The court heard Ms Sami did not know the phone number for emergency services.

During the trial, the court viewed CCTV footage of Ms Sami arriving at the hospital, where an off duty nurse, Helen Williamson, raced Aaliyah through the emergency department.

Aaliyah was put on life support, but never regained consciousness. She died at 8:30pm the following night with her parents by her side.

Ms Williamson told the court Aaliyah was essentially "brain dead" on arrival.

Can a baby die after falling off a couch?

Several experts were called during the trial for both the Crown and the defence to establish whether it was possible for a child to suffer such extensive injuries after falling from a couch.

The defence claimed Aaliyah was of the age where she could pull herself up, but couldn't yet walk or stand unassisted.

But a community worker, Pritam Singh, who had seen Ms Sami regularly since she moved to New Zealand in September 2014, said she had seen Aaliyah pull herself up onto the couch and take some steps while holding on the couch's back.

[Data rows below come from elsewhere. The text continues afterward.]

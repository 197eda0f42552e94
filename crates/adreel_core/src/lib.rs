//! Core data types for the adreel ad video pipeline.
//!
//! Storyboards, shots, scene requests and job records shared by the planner,
//! the provider integrations and the pipeline.

#![forbid(unsafe_code)]
#![warn(missing_docs)]

mod job;
mod media;
mod message;
mod metrics;
mod policy;
mod provider;
mod role;
mod scene;
mod shot;
mod storyboard;

pub use job::{Job, JobId, JobSummary};
pub use media::{AspectRatio, ClipDuration};
pub use message::ChatMessage;
pub use metrics::PipelineMetrics;
pub use policy::ShotCountPolicy;
pub use provider::ProviderKind;
pub use role::Role;
pub use scene::SceneRequest;
pub use shot::{OnScreenText, Shot, TextOrigin};
pub use storyboard::Storyboard;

The defence said Aaliyah fell backwards and hit the back of her head on the carpeted floor.

One of its witnesses, Terrance Donald, told the court the baby would have collided with the ground at 22km/h. He said this would have caused "significant injuries".

However, several experts said Aaliyah's injuries were more likely from being assaulted.

A forensic pathologist, Martin Sage, said claims Aaliyah died after falling off a couch did not add up, and the injuries were more likely caused by somebody hitting Aaliyah.

"The presence of extensive bruises to the left and right side of the face is a pattern usually associated by very tight grasping by an adult hand," he told the court.

"The blunt force injuries to the back of the head would be highly compatible with inflected injury."

A statement read for the family by the police said the past two and half years had been traumatic and draining, and while there was relief in the verdict, it would not bring the infant back.

The family said today's verdicts would allow them to move forward with their lives.

In convicting Sami on the manslaughter charge, Justice Dunningham thanked the Chand family for the dignity they had shown throughout the trial.